Entering the third semester things are getting real. I am scared of the fact that I have to start writing the thesis soon. This will be a big project that will accompany me for several months. But the biggest question I asked myself was if my topic can actually fulfil all the requirements to be passed as a master thesis of communication design. Of course the thesis should be a topic that one is very passionate about (this is the case for me yay). But is it too artsy?

I had several talks with people across different disciplines, different age groups and different experiences about this question and came to the following conclusion:

YES, IT IS COMMUNICATION DESIGN.

Heres why:

The more I think about it, the more obvious it becomes. My topic is not “just art”. It’s about how people read objects, about attention and their interpretation. And also about the thin line between something being seen as random trash or as something meaningful.

Not just posters

I know I know it’s a shocker but communication design is not just posters. (Gasp :O)

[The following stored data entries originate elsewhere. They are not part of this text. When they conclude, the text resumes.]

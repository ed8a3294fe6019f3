// streak-rs: Git Backup Streak Keeper
//
// SPDX-FileCopyrightText: 2026 Romeo Ahmed
// SPDX-License-Identifier: GPL-3.0-or-later

//! Project discovery.
//!
//! ```text
//! base/
//!   alpha/          (project, repo or not)
//!   beta/           (project)
//!   backup_logs/    (skipped, logs dir)
//!   notes.txt       (skipped, not a directory)
//! ```
//!
//! Returns projects sorted by name for deterministic ordering.

use anyhow::Context;
use serde::Serialize;
use std::path::{Path, PathBuf};

use crate::error::Result;

/// A candidate directory under the base directory.
#[derive(Debug, Clone, PartialEq, Eq, Serialize)]
pub struct Project {
    /// Directory base name; also keys the project log.
    pub name: String,
    pub path: PathBuf,
}

impl Project {
    #[must_use]
    pub fn new(path: impl Into<PathBuf>) -> Self {
        let path = path.into();
        let name = path
            .file_name()
            .map_or_else(|| "unknown".to_string(), |n| n.to_string_lossy().into_owned());
        Self { name, path }
    }
}

/// List immediate subdirectories of `base`, excluding `logs_dir`.
///
/// Hidden directories are kept: only the logs directory is reserved.
///
/// # Errors
///
/// Returns an error if `base` cannot be read.
pub fn discover_projects(base: &Path, logs_dir: &Path) -> Result<Vec<Project>> {
    let mut projects = Vec::new();

    for entry in
        std::fs::read_dir(base).with_context(|| format!("failed to read {}", base.display()))?
    {
        let entry =
            entry.with_context(|| format!("failed to read entry in {}", base.display()))?;
        let path = entry.path();

        if !path.is_dir() || is_same_dir(&path, logs_dir) {
            continue;
        }

        projects.push(Project::new(path));
    }

    projects.sort_by(|a, b| a.name.cmp(&b.name));
    Ok(projects)
}

fn is_same_dir(a: &Path, b: &Path) -> bool {
    if a == b {
        return true;
    }
    match (a.canonicalize(), b.canonicalize()) {
        (Ok(a), Ok(b)) => a == b,
        _ => false,
    }
}
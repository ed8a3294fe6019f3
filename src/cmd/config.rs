// streak-rs: Git Backup Streak Keeper
//
// SPDX-FileCopyrightText: 2026 Romeo Ahmed
// SPDX-License-Identifier: GPL-3.0-or-later

//! Config-related commands for streak-rs.

use crate::config::Config;

/// Display current configuration options.
pub fn run_options_command(config: &Config) {
    for line in config.format_options() {
        println!("{line}");
    }
}

/// Display loaded configuration files.
pub fn run_inis_command(config_files: &[String]) {
    if config_files.is_empty() {
        println!("No configuration files loaded");
    } else {
        for line in config_files {
            println!("{line}");
        }
    }
}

Its also logos and packaging 😛
No just kidding, communication design is about how meaning is created and understood in the world around us. How we    c o m m u n i c a t e through   d e s i g n. 

Reading the object

Everyday installations are basically unplanned visual messages. They appear in public spaces without someonces permission, without an explanation tag next to it and (very important) without an author. And still, people react to them. Or they don’t. Both is very interesting (to me).

Photography

A big part of my research is also photography. I do not only want to capture the moment, I also have to put thoughts into it and use it as my design tool. What do I want the viewer to see, what do I want them to see first? The moment I take a photo of an everyday installation, I am already framing it. I decide what is visible, what is cropped out, what is centered and what becomes the focus. It’s a form of communication. I am translating something temporary into an image that can be shared, archived and interpreted by other people.

Framing it

Another reason why this topic belongs in communication design is the way context works. In my experiments last semester, the same object was treated completely differently depending on where it was placed. In some spaces it was removed immediately, in others it stayed untouched. Sometimes it was invisible. Sometimes it looked suspicious. That means the object itself is not the main factor. The rules of the space are. And those rules are also a form of communication. Public space constantly tells us what belongs and what doesn’t.

So when I research everyday installations, I’m not researching “art”. I’m researching visual culture. I’m researching how people make decisions based on what they see. How they categorize things. How they judge meaning. How they react to something that breaks the normal order of a place.

In the end, my thesis connects to graphic design through:

  • visual communication (in public space & between photos and everyday objects)
  • Concept Development (Exhibition, Werkstück, Flyer for exhibition)
  • photography (& framing)
  • exhibition design (as a designed communication format)
  • attention, perception and interpretation (Perception Psychology, Gestalt Psychology)
  • experimental communication / experimental marketing / experimental design

So yes, I am still scared. But I am also sure that my topic fits. The challenge now is not proving that it belongs. The challenge is turning it into a structured project that I can actually write down and defend.